PROVIDED DATA >>
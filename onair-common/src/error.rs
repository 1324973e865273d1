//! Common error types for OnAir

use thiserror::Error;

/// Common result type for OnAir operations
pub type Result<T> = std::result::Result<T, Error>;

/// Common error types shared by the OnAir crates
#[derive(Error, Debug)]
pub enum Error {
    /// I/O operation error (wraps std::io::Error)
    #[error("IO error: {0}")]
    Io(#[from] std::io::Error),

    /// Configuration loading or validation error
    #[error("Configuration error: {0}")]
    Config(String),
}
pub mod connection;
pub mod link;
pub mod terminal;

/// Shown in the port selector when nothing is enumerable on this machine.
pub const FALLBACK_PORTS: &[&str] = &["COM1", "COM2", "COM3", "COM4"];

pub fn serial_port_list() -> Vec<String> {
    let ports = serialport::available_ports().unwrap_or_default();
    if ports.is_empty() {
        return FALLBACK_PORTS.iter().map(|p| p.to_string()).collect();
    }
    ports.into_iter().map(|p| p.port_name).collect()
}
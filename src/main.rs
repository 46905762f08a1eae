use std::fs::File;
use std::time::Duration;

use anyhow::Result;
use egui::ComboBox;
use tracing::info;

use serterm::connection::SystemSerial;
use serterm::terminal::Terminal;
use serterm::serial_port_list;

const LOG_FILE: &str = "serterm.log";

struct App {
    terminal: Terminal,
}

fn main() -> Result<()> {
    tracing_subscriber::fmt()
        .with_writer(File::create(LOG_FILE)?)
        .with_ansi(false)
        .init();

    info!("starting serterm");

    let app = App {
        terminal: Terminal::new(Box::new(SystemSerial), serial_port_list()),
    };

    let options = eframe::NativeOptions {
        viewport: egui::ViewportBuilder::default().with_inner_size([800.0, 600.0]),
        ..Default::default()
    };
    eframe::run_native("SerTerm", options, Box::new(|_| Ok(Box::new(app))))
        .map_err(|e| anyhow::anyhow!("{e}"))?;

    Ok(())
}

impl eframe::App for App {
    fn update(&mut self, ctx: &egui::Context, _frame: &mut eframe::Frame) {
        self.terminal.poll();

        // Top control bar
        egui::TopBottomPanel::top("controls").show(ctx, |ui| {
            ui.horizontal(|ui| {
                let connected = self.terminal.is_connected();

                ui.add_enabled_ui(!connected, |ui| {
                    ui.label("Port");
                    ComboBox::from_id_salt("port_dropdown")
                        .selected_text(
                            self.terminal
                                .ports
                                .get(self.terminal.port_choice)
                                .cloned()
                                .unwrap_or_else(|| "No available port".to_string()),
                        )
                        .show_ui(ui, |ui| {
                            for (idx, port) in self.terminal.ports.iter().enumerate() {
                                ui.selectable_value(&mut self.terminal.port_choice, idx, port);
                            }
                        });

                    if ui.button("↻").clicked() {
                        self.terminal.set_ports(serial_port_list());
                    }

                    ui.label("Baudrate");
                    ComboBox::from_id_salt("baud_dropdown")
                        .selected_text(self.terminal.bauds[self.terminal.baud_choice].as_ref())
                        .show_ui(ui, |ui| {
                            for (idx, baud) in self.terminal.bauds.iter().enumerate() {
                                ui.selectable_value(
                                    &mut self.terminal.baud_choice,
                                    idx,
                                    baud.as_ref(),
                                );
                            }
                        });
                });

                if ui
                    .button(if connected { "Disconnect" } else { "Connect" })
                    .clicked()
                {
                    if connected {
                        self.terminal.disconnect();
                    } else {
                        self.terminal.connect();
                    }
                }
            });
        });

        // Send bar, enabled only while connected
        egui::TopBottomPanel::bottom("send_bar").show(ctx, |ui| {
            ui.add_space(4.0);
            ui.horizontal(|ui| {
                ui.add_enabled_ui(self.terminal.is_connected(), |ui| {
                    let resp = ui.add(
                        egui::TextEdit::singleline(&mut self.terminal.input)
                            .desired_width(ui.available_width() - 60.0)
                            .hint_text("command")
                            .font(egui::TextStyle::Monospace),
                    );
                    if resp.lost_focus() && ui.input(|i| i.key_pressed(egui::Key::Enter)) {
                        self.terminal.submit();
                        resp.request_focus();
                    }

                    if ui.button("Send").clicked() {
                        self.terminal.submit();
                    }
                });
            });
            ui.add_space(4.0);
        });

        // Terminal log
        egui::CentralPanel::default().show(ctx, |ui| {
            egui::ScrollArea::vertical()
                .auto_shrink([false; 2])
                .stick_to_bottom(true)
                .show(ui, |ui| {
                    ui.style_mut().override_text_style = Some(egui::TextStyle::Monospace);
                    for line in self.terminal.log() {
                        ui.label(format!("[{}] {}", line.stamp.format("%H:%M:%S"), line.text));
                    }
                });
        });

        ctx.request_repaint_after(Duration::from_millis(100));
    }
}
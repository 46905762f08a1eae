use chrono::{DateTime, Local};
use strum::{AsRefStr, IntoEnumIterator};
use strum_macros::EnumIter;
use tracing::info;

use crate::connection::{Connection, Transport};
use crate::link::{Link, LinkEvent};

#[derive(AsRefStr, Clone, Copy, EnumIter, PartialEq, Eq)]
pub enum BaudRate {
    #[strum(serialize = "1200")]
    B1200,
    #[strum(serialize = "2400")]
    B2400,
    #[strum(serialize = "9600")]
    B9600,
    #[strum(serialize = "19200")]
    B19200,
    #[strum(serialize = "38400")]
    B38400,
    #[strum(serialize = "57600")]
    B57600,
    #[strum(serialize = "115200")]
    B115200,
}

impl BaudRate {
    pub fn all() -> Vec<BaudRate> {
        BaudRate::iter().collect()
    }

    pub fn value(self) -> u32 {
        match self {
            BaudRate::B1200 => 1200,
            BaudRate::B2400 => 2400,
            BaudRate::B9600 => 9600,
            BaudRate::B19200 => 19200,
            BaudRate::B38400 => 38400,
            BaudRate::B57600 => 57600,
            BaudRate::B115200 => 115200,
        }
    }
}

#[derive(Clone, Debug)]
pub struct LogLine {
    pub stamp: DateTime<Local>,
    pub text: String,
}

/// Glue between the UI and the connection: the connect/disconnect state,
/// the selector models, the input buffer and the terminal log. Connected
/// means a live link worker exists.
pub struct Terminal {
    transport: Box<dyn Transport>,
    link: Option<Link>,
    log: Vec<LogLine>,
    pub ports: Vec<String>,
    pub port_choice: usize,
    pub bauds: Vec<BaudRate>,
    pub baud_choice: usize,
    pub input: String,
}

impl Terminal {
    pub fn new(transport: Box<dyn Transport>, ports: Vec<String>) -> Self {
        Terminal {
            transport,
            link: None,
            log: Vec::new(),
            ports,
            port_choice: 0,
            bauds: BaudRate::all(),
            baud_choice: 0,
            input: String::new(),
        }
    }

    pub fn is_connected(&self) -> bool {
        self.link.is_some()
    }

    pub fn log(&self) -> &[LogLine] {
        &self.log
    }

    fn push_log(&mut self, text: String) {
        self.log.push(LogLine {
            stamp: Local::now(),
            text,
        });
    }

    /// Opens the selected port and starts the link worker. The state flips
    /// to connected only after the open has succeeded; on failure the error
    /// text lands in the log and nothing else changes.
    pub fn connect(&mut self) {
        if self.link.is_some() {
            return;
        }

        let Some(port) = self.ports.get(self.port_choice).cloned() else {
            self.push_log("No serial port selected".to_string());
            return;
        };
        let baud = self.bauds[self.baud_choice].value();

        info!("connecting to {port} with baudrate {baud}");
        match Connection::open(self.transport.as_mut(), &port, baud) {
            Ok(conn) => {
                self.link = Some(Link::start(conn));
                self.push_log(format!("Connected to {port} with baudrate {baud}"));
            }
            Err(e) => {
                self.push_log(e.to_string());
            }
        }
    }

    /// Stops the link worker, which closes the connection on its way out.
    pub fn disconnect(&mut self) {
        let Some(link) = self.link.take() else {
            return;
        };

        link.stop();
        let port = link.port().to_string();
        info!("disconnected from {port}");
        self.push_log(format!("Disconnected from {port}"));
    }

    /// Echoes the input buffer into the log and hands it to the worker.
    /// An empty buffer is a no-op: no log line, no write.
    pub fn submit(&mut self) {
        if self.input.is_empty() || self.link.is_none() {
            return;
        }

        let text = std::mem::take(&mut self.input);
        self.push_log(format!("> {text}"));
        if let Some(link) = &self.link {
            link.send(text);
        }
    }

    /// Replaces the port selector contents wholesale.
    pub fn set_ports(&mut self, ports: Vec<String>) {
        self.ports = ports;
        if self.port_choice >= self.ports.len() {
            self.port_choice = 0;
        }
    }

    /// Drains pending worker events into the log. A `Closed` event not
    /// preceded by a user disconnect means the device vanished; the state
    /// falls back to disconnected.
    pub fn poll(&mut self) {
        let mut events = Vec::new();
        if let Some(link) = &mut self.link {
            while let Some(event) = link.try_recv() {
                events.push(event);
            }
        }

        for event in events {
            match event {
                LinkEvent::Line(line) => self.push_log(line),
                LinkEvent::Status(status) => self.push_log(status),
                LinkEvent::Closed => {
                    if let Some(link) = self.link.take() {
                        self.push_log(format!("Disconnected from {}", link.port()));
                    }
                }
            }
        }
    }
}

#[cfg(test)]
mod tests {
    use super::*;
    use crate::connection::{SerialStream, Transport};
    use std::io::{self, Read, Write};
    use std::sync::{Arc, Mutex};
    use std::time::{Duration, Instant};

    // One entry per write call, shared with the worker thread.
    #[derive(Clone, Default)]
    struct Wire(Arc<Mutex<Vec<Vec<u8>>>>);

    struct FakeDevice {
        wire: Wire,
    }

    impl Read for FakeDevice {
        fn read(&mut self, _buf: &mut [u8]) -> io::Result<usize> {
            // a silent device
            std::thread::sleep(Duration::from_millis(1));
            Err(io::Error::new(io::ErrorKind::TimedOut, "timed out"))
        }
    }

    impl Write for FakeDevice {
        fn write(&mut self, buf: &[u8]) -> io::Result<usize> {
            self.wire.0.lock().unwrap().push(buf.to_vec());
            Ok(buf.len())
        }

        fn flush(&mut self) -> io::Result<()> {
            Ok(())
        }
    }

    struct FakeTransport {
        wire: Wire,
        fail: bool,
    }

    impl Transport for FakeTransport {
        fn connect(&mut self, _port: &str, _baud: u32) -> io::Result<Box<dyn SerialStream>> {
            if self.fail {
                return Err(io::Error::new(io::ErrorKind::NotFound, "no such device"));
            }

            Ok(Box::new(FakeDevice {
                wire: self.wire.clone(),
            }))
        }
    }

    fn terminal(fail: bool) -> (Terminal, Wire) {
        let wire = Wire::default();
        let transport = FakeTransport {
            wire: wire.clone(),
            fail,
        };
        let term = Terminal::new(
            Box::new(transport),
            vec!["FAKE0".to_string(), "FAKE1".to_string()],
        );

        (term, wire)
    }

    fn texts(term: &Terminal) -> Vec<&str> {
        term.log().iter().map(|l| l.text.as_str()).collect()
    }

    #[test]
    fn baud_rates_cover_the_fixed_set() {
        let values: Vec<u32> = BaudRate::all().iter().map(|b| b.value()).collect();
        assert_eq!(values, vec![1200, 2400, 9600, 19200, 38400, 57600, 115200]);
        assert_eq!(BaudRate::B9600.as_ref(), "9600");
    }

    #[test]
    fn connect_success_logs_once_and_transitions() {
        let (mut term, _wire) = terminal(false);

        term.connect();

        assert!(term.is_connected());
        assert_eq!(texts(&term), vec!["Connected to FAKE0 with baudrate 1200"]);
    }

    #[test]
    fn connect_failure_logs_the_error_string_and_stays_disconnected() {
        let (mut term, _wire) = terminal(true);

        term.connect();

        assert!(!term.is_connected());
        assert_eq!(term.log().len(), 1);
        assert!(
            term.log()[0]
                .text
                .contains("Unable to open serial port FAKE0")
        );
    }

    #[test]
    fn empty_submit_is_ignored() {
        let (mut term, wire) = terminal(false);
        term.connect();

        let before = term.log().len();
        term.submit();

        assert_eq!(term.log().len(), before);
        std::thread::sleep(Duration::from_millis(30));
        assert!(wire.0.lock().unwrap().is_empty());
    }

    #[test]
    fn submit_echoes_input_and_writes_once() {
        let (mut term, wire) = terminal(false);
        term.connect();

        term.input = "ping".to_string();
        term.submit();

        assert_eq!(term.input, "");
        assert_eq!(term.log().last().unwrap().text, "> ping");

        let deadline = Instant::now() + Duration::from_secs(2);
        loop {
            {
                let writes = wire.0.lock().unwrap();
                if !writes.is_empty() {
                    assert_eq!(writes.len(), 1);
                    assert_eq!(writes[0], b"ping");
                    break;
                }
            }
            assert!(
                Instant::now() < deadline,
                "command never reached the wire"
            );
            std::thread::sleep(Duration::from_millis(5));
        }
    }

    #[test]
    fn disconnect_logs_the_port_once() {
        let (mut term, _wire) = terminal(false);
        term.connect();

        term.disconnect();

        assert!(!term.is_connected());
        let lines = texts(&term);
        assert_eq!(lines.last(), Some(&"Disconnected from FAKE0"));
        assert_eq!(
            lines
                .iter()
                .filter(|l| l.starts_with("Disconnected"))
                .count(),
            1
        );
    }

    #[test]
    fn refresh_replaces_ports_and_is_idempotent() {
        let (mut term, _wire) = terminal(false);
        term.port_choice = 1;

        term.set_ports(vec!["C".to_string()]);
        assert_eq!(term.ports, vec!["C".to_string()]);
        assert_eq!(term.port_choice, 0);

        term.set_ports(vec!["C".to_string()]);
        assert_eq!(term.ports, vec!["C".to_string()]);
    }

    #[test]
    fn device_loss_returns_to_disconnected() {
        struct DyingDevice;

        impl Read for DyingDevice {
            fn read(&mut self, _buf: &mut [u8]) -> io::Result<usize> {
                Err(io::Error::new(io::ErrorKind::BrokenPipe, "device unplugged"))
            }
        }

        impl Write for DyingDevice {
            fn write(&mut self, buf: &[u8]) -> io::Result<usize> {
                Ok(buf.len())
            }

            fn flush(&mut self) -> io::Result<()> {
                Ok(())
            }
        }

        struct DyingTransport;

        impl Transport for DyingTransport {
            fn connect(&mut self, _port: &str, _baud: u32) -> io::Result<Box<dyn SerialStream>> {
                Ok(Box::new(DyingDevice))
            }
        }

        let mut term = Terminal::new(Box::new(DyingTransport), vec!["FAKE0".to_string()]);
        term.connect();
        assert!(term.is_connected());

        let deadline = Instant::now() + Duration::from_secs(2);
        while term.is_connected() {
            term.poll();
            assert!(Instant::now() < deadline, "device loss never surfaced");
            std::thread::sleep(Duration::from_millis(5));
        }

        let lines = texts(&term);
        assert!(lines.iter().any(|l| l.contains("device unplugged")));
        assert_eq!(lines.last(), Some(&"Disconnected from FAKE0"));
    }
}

---

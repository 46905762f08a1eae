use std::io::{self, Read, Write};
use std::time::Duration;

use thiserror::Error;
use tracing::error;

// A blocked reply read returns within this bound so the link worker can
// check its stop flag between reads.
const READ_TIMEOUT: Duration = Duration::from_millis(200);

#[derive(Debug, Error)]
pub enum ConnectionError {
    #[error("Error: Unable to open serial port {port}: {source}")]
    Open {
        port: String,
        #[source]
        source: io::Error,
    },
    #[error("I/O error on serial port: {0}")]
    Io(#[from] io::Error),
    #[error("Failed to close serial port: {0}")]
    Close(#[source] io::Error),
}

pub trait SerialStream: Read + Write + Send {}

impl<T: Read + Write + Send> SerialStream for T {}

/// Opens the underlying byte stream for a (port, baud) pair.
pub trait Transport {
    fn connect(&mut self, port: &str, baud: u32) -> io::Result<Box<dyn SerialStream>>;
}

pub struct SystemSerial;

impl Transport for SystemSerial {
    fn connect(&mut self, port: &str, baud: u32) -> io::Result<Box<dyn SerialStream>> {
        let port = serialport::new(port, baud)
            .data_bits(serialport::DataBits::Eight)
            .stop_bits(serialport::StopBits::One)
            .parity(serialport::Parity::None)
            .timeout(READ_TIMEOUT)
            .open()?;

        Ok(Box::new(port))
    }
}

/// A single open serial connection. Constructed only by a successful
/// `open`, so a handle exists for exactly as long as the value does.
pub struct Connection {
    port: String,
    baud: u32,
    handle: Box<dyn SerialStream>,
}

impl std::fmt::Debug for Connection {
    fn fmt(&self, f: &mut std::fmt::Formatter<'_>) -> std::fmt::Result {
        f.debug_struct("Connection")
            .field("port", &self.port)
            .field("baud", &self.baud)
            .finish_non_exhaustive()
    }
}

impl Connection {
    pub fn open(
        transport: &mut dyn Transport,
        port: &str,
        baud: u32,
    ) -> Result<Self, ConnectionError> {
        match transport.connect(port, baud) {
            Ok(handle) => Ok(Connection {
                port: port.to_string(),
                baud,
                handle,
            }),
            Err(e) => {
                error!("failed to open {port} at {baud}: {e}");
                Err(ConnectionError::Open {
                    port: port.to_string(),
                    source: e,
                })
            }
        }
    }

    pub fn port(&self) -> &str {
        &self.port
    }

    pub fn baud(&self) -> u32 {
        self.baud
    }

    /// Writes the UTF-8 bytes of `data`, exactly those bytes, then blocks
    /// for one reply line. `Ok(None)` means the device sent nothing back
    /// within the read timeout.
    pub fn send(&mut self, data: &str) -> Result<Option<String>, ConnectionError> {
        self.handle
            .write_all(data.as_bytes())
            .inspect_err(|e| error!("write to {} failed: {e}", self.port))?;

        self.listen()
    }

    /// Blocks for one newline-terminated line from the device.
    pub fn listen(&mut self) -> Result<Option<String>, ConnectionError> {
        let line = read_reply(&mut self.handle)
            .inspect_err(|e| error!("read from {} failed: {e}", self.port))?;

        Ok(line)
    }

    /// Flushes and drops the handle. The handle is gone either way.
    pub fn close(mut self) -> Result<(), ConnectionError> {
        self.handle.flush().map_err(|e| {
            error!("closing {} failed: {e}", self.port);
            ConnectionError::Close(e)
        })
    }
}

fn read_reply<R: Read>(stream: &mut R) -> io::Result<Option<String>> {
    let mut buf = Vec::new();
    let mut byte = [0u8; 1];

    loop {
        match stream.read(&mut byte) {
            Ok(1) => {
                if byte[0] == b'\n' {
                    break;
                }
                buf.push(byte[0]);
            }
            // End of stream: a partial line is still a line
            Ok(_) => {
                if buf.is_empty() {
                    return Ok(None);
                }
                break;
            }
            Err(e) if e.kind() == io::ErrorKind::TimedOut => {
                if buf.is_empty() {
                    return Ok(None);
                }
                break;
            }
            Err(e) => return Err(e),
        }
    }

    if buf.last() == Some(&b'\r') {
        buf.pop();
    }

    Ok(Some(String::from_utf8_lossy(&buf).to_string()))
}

...

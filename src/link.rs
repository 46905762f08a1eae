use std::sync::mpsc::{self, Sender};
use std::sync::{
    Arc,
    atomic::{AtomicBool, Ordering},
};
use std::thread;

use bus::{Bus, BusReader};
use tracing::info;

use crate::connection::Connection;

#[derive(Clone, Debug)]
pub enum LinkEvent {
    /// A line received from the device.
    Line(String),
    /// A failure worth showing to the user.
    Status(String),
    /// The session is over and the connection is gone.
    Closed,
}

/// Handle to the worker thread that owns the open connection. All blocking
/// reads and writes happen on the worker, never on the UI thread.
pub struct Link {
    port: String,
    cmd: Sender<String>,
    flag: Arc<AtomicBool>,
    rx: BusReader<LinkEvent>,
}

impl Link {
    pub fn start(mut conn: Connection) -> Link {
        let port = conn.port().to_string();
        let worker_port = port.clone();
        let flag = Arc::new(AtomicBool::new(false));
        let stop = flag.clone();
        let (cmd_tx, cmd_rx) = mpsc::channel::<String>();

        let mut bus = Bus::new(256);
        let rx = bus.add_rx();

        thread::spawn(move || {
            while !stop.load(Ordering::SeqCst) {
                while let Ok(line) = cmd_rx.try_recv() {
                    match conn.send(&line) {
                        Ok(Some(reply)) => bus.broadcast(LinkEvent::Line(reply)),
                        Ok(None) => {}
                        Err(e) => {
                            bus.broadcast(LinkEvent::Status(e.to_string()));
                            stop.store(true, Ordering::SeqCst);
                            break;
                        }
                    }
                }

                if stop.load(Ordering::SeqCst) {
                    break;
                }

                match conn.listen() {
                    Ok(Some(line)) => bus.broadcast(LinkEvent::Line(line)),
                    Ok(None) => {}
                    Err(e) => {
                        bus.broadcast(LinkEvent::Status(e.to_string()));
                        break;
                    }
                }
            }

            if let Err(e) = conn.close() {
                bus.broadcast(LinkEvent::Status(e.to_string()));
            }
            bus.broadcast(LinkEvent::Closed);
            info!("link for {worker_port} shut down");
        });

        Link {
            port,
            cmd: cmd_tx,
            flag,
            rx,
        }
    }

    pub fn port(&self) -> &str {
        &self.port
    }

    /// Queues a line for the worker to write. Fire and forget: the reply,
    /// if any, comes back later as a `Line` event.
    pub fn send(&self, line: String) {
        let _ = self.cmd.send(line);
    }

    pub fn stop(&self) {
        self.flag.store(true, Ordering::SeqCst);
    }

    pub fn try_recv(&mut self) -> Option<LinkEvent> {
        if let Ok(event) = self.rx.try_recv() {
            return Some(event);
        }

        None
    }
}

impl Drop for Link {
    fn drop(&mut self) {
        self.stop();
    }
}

INSTRUCTIONS TO FOLLOW >>
Using the records above, set down exactly the lines from the one with "filename onair-common/src/error.rs" through the one with "pub enum Error", inclusive, and nothing more.

THE ANSWER >>
filename onair-common/src/error.rs
repository 1324973e865273d1
//! Common error types for OnAir

use thiserror::Error;

/// Common result type for OnAir operations
pub type Result<T> = std::result::Result<T, Error>;

/// Common error types shared by the OnAir crates
#[derive(Error, Debug)]
pub enum Error {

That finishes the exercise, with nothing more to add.